A sea of purple, the official color of the Alzheimer’s movement, could be seen as guests walked toward the ballroom through an artwork display presented by the Junior League of Dallas (JLD). The carefully placed easels, each highlighting unique works completed by residents with dementia at Fowler Communities, also included unique messages about the uplifting experience each resident had while creating the art. The program, called “Artful Awakenings,” is a powerful, weekly art program which has been led by members of JLD since 2017.

From AWARE: Carol Stabler, Emily Collins, Kay Hammond, Evelyn Ponder, Sharon Walker, Stacey Angel

Many guests stopped to greet Gibbons and have her sign her 2009 book, “Take Your Oxygen First: Protecting Your Health and Happiness While Caring for a Loved One with Memory Loss,” in which Gibbons shares her family’s personal struggle with Alzheimer’s disease after her mother’s diagnosis and provides practical advice to caregivers on how to care for their own needs.

Using her experiences hosting, producing, and reporting for shows such as “Entertainment Tonight, the PBS show “My Generation,” and her own talk show, “LEEZA,” Gibbons became an instrumental advocate for healthcare, wellness and caregiving, ultimately becoming a social entrepreneur creating Leeza’s Care Connection. A nonprofit located in California and South Carolina, Leeza’s Care Connection offers free services and support to help families cope when facing a chronic illness or disease.

Luncheon Chair Michelle Feavel kicked off the event by thanking Honorary Luncheon Chairs Mary and Roland Bandy and all the attendees, including sponsors – each of whom donated their sponsorship in full when the pandemic caused the luncheon to be cancelled in 2020. Sharing her positive experiences at Fowler, first as a volunteer and then a board member, she highlighted the theme of the luncheon, That’s My Why.

“At Fowler, I have witnessed the genuine care, love and concern afforded every resident,” said Feavel. “This level of care and concern at Fowler is My Why – why my husband and I have chosen to invest at Fowler.”

Chairman of the Board Ben Brooks then presented awards to this year’s three recipients: Miranda Sullivan, the Juliette Fowler Faith and Service Award; Deloitte, the Erika McKenzie Volunteer Award; and AWARE, the Visionary Women Award. Sullivan, a recent graduate of Texas Christian University who exemplifies the spirit of Juliette Fowler, was honored for her leadership and excellence on campus and in the community. Deloitte was honored for 20 years of volunteer service during Impact Day, its companywide day of service. AWARE was honored for its philanthropic leadership in support of Alzheimer’s care and research.

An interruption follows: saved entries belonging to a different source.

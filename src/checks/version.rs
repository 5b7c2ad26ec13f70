//! Version consistency check: the manifest and `package.json` must agree.

use crate::check::{Check, SharedValue};
use crate::checks::manifest::{self, PluginManifest};
use crate::checks::package_json::{self, PackageMetadata};
use crate::context::CheckCtx;
use crate::errors::CheckError;
use crate::findings::{FindingKind, Severity};

/// Identity of the version consistency check.
pub const ID: &str = "version-match";

pub const VERSION_MISMATCH: &str = "version-mismatch";

const KINDS: &[FindingKind] = &[FindingKind::new(VERSION_MISMATCH, Severity::Error)];

/// Strip a leading `v` so `v1.2.3` and `1.2.3` compare equal.
fn canonical(version: &str) -> &str {
    version.trim().trim_start_matches('v')
}

/// Compares the submitted manifest version against the version the source
/// tree was built from.
pub struct VersionMatch;

impl Check for VersionMatch {
    fn id(&self) -> &'static str {
        ID
    }

    fn requires(&self) -> &'static [&'static str] {
        &[manifest::ID, package_json::ID]
    }

    fn kinds(&self) -> &'static [FindingKind] {
        KINDS
    }

    fn run(&self, ctx: &mut CheckCtx<'_>) -> Result<Option<SharedValue>, CheckError> {
        let Some(manifest) = ctx.dependency::<PluginManifest>(manifest::ID) else {
            return Ok(None);
        };
        let Some(package) = ctx.dependency::<PackageMetadata>(package_json::ID) else {
            return Ok(None);
        };
        let (Some(submitted), Some(built)) =
            (manifest.version.as_deref(), package.version.as_deref())
        else {
            return Ok(None);
        };

        if canonical(submitted) != canonical(built) {
            ctx.report(
                VERSION_MISMATCH,
                "plugin.json version does not match package.json",
                format!("plugin.json declares `{submitted}`, package.json declares `{built}`."),
            );
        } else {
            ctx.announce(VERSION_MISMATCH, "Versions match");
        }

        Ok(None)
    }
}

Deloitte, recipient of the Erika McKenzie Volunteer Award: Moji Sonde, Bree Dykes, Michael Stephens, Erin Evetts, April Patterson, Matt Parker, Nolen Cornett, Roslyn Gumbel

“AWARE’s impact at Fowler has been transformational through their support of music and art therapy programs, their funding of our I’m Still Here Center for Excellence in Dementia Care, and their extraordinary advocacy for individuals living with dementia, and their care partners, through Dementia Friendly Dallas,” said Ben Brooks.

Following lunch – a macerated fig salad, pecan encrusted chicken breast, and lemon meringue tart and classic cheesecake – JFC’s President and CEO Nicole Gann took the stage to share her Why. Recapping the passion of Juliette Peak Fowler, JFC’s founder 129 years ago, Gann shared that Juliette was Fowler’s first Visionary Woman and is also credited with being Dallas’ first philanthropist, whose choice was always to serve and help others.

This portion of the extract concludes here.